Wherein, the dotted line in fig. 5 represents a reference schematic line of the upper and lower positional relationship of the air guide plate 9 and the corresponding water guide teeth. The first outer wall 2 and the second outer wall 3 are both provided with air guide plates 9, the air guide plates 9 are positioned below the corresponding water guide teeth, and the air guide plates 9 are obliquely arranged. Wherein, the contained angle A of air guide plate 9 and corresponding outer wall is 135, and air guide plate 9 can play the guide effect to the gas of whirl piece 4 to the influence of air current to the liquid that separates has effectively been reduced. The air guide plate 9 is arranged, so that air flows upwards along the air guide plate 9 and does not act on the side wall and the corresponding water guide teeth, separated liquid can flow down along the water guide teeth rapidly, the liquid is prevented from being retained on the cyclone sheet 4, and the efficiency of gas-liquid separation is greatly improved.

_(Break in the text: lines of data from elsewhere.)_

//! Drinks service configuration.
//!
//! Configuration is loaded from environment variables. The database URL is
//! redacted in Debug output.

use common::jwt::{ACCEPTED_ALGORITHM, DEFAULT_CLOCK_SKEW, MAX_CLOCK_SKEW};
use std::collections::HashMap;
use std::env;
use std::fmt;
use thiserror::Error;

/// Default server bind address.
pub const DEFAULT_BIND_ADDRESS: &str = "0.0.0.0:8080";

/// Default JWKS cache TTL in seconds (5 minutes).
pub const DEFAULT_JWKS_CACHE_TTL_SECONDS: u64 = 300;

/// Default JWKS fetch timeout in seconds.
pub const DEFAULT_JWKS_FETCH_TIMEOUT_SECONDS: u64 = 5;

/// Upper bound for the JWKS fetch timeout. Requests wait on this fetch.
pub const MAX_JWKS_FETCH_TIMEOUT_SECONDS: u64 = 30;

/// Drinks service configuration.
#[derive(Clone)]
pub struct Config {
    /// Identity-provider domain (e.g. `coffee-shop.eu.auth0.com`).
    pub auth_domain: String,

    /// Expected `aud` claim.
    pub api_audience: String,

    /// Accepted signing algorithms. Validated to be exactly `["RS256"]`.
    pub algorithms: Vec<String>,

    /// JWKS endpoint. Defaults to `https://{auth_domain}/.well-known/jwks.json`.
    pub jwks_url: String,

    /// How long fetched keys are trusted before a refresh.
    pub jwks_cache_ttl_seconds: u64,

    /// Read timeout for the JWKS fetch.
    pub jwks_fetch_timeout_seconds: u64,

    /// Clock skew tolerance in seconds for `iat` validation.
    pub jwt_clock_skew_seconds: i64,

    /// PostgreSQL connection URL. `None` selects the in-memory repository.
    pub database_url: Option<String>,

    /// Server bind address.
    pub bind_address: String,
}

impl Config {
    /// Issuer every accepted token must carry: `https://{auth_domain}/`.
    pub fn issuer(&self) -> String {
        format!("https://{}/", self.auth_domain)
    }
}

impl fmt::Debug for Config {
    fn fmt(&self, f: &mut fmt::Formatter<'_>) -> fmt::Result {
        f.debug_struct("Config")
            .field("auth_domain", &self.auth_domain)
            .field("api_audience", &self.api_audience)
            .field("algorithms", &self.algorithms)
            .field("jwks_url", &self.jwks_url)
            .field("jwks_cache_ttl_seconds", &self.jwks_cache_ttl_seconds)
            .field("jwks_fetch_timeout_seconds", &self.jwks_fetch_timeout_seconds)
            .field("jwt_clock_skew_seconds", &self.jwt_clock_skew_seconds)
            .field(
                "database_url",
                &self.database_url.as_ref().map(|_| "[REDACTED]"),
            )
            .field("bind_address", &self.bind_address)
            .finish()
    }
}

#[derive(Debug, Error)]
pub enum ConfigError {
    #[error("Missing required environment variable: {0}")]
    MissingEnvVar(String),

    #[error("Invalid auth domain: {0}")]
    InvalidAuthDomain(String),

    #[error("Invalid algorithm configuration: {0}")]
    InvalidAlgorithms(String),

    #[error("Invalid JWKS configuration: {0}")]
    InvalidJwks(String),

    #[error("Invalid JWT clock skew configuration: {0}")]
    InvalidJwtClockSkew(String),
}

impl Config {
    /// Load configuration from environment variables.
    pub fn from_env() -> Result<Self, ConfigError> {
        Self::from_vars(&env::vars().collect())
    }

    /// Load configuration from a HashMap (for testing).
    pub fn from_vars(vars: &HashMap<String, String>) -> Result<Self, ConfigError> {
        let auth_domain = required(vars, "AUTH0_DOMAIN")?;
        if auth_domain.contains("://") || auth_domain.contains('/') {
            return Err(ConfigError::InvalidAuthDomain(format!(
                "AUTH0_DOMAIN must be a bare host name, got '{}'",
                auth_domain
            )));
        }

        let api_audience = required(vars, "API_AUDIENCE")?;

        let algorithms: Vec<String> = vars
            .get("AUTH_ALGORITHMS")
            .map(|value| {
                value
                    .split(',')
                    .map(str::trim)
                    .filter(|alg| !alg.is_empty())
                    .map(ToString::to_string)
                    .collect()
            })
            .unwrap_or_else(|| vec![ACCEPTED_ALGORITHM.to_string()]);

        if algorithms.is_empty() || algorithms.iter().any(|alg| alg != ACCEPTED_ALGORITHM) {
            return Err(ConfigError::InvalidAlgorithms(format!(
                "AUTH_ALGORITHMS must be exactly {}, got {:?}",
                ACCEPTED_ALGORITHM, algorithms
            )));
        }

        let jwks_url = vars
            .get("AUTH_JWKS_URL")
            .cloned()
            .unwrap_or_else(|| format!("https://{}/.well-known/jwks.json", auth_domain));

        let jwks_cache_ttl_seconds = parse_u64(
            vars,
            "JWKS_CACHE_TTL_SECONDS",
            DEFAULT_JWKS_CACHE_TTL_SECONDS,
        )?;
        if jwks_cache_ttl_seconds == 0 {
            return Err(ConfigError::InvalidJwks(
                "JWKS_CACHE_TTL_SECONDS must be greater than 0".to_string(),
            ));
        }

        let jwks_fetch_timeout_seconds = parse_u64(
            vars,
            "JWKS_FETCH_TIMEOUT_SECONDS",
            DEFAULT_JWKS_FETCH_TIMEOUT_SECONDS,
        )?;
        if jwks_fetch_timeout_seconds == 0
            || jwks_fetch_timeout_seconds > MAX_JWKS_FETCH_TIMEOUT_SECONDS
        {
            return Err(ConfigError::InvalidJwks(format!(
                "JWKS_FETCH_TIMEOUT_SECONDS must be between 1 and {}, got {}",
                MAX_JWKS_FETCH_TIMEOUT_SECONDS, jwks_fetch_timeout_seconds
            )));
        }

        let jwt_clock_skew_seconds = if let Some(value_str) = vars.get("JWT_CLOCK_SKEW_SECONDS") {
            let value: i64 = value_str.parse().map_err(|e| {
                ConfigError::InvalidJwtClockSkew(format!(
                    "JWT_CLOCK_SKEW_SECONDS must be a valid integer, got '{}': {}",
                    value_str, e
                ))
            })?;

            if value <= 0 {
                return Err(ConfigError::InvalidJwtClockSkew(format!(
                    "JWT_CLOCK_SKEW_SECONDS must be positive, got {}",
                    value
                )));
            }

            if value > MAX_CLOCK_SKEW.as_secs() as i64 {
                return Err(ConfigError::InvalidJwtClockSkew(format!(
                    "JWT_CLOCK_SKEW_SECONDS must not exceed {} seconds, got {}",
                    MAX_CLOCK_SKEW.as_secs(),
                    value
                )));
            }

            value
        } else {
            DEFAULT_CLOCK_SKEW.as_secs() as i64
        };

        let database_url = vars
            .get("DATABASE_URL")
            .filter(|url| !url.is_empty())
            .cloned();

        let bind_address = vars
            .get("BIND_ADDRESS")
            .cloned()
            .unwrap_or_else(|| DEFAULT_BIND_ADDRESS.to_string());

        Ok(Config {
            auth_domain,
            api_audience,
            algorithms,
            jwks_url,
            jwks_cache_ttl_seconds,
            jwks_fetch_timeout_seconds,
            jwt_clock_skew_seconds,
            database_url,
            bind_address,
        })
    }
}

fn required(vars: &HashMap<String, String>, name: &str) -> Result<String, ConfigError> {
    vars.get(name)
        .filter(|value| !value.trim().is_empty())
        .cloned()
        .ok_or_else(|| ConfigError::MissingEnvVar(name.to_string()))
}

fn parse_u64(
    vars: &HashMap<String, String>,
    name: &str,
    default: u64,
) -> Result<u64, ConfigError> {
    match vars.get(name) {
        Some(value_str) => value_str.parse().map_err(|e| {
            ConfigError::InvalidJwks(format!(
                "{} must be a valid positive integer, got '{}': {}",
                name, value_str, e
            ))
        }),
        None => Ok(default),
    }
}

The foregoing is merely a preferred embodiment of the present invention, and it should be noted that modifications and improvements could be made by those skilled in the art without departing from the inventive concept, which fall within the scope of the present invention.
Claims (1)
1. The high-efficiency gas-liquid separator is characterized by comprising an inner wall (1), a first outer wall (2), a second outer wall (3) and a swirl plate (4);
the swirl plate (4) is arranged between the inner wall (1) and the first outer wall (2) and between the first outer wall (2) and the second outer wall (3);
the first outer wall (2) is provided with first water guide teeth (5), the first water guide teeth (5) are positioned above the swirl plates (4) on the inner side of the first outer wall (2), and the first water guide teeth (5) are obliquely arranged;
the second outer wall (3) is provided with second water guide teeth (6), the second water guide teeth (6) are positioned above the cyclone sheet (4) between the first outer wall (2) and the second outer wall (3), and the second water guide teeth (6) are obliquely arranged;
the included angle between the first water guide teeth (5) and the first outer wall (2) is 45 degrees, and the included angle between the second water guide teeth (6) and the second outer wall (3) is 45 degrees;
the first outer wall (2) and the second outer wall (3) are respectively provided with a water guide groove (7) and a water drain hole (8), each outer wall is respectively provided with two water guide grooves (7), the two water guide grooves (7) are oppositely arranged, and the water drain holes (8) are communicated with the water guide grooves (7) and correspond to the water guide grooves (7) one by one;
the air guide plates (9) are arranged below the corresponding water guide teeth, the air guide plates (9) are obliquely arranged, and the included angle A between the air guide plates (9) and the corresponding outer walls is 135 degrees;
the plurality of second outer walls (3) are sequentially distributed outwards and form concentric circles with the inner wall (1) and the first outer wall (2);
the cyclone sheet (4) is obliquely arranged, and the inclination angle is 45 degrees.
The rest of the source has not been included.